I love the old axiom: live as if you’ll die tomorrow, but learn as if you will live forever! Living experimentally is simply learning as much as you can about as much as you can. You are always learning.  You are open to new ideas.  You are open to new experiences.  In the words of Albert Einstein, “Never lose a holy curiosity.”

Eight times the Psalmist says, “Sing to the Lord a new song.” I can’t remember the original citation, but I remember reading a study once that suggested that we stop thinking about the lyrics of a song after we’ve sung it thirty times.  That’s why we need to write new music.  Every new song is a musical experiment.  For what it’s worth, check out some of our NCC originals.

When we went multi-site, it was an experiment. Our cafe in Berlin is an experiment. So was our coffeehouse. So was the first series trailer we produced.  So is our free market system of small groups.  So is our staff structure.

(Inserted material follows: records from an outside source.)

//! Fetching and parsing of RSS/Atom/JSON feeds.
//!
//! - [`parser`] normalizes `feed-rs` output into [`FeedDocument`]s
//! - [`fetcher`] retrieves feeds over HTTP with retry, timeout and size limits
//!
//! The synchronization engine only depends on the [`FeedSource`] trait, so
//! tests can drive it with scripted documents instead of a network.
//!
//! # Example
//!
//! ```no_run
//! use feedsync::feed::{FeedSource, FetcherConfig, HttpFetcher};
//!
//! # async fn run() -> Result<(), Box<dyn std::error::Error>> {
//! let fetcher = HttpFetcher::new(FetcherConfig::default())?;
//! let doc = fetcher.fetch("https://example.com/feed.xml").await?;
//! println!("{} items", doc.items.len());
//! # Ok(())
//! # }
//! ```

mod fetcher;
mod parser;

use std::future::Future;
use std::sync::Arc;

pub use fetcher::{FetchError, FetcherConfig, HttpFetcher, TransportError};
pub use parser::{parse_feed, FeedDocument, FeedItem, FeedMeta};

/// Turns a feed URL into a normalized document.
pub trait FeedSource: Send + Sync {
    fn fetch(&self, url: &str) -> impl Future<Output = Result<FeedDocument, FetchError>> + Send;
}

impl<T: FeedSource> FeedSource for Arc<T> {
    fn fetch(&self, url: &str) -> impl Future<Output = Result<FeedDocument, FetchError>> + Send {
        (**self).fetch(url)
    }
}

So is everything we tried for the first time!

I’m more afraid of missing opportunities than making mistakes. We need the freedom to fail.  In fact, if you haven’t failed lately it’s probably because you aren’t trying anything new!  I believe that experimentation is an expression of faith. It’s believing that there is a new way, a better way of doing something.  It’s striving toward excellence, which honors God.  And it’s giving expression to the infinitely creative Spirit that dwells within us and sanctifies our imaginative right-brains!

Everything is an experiment.

Read more from Mark here.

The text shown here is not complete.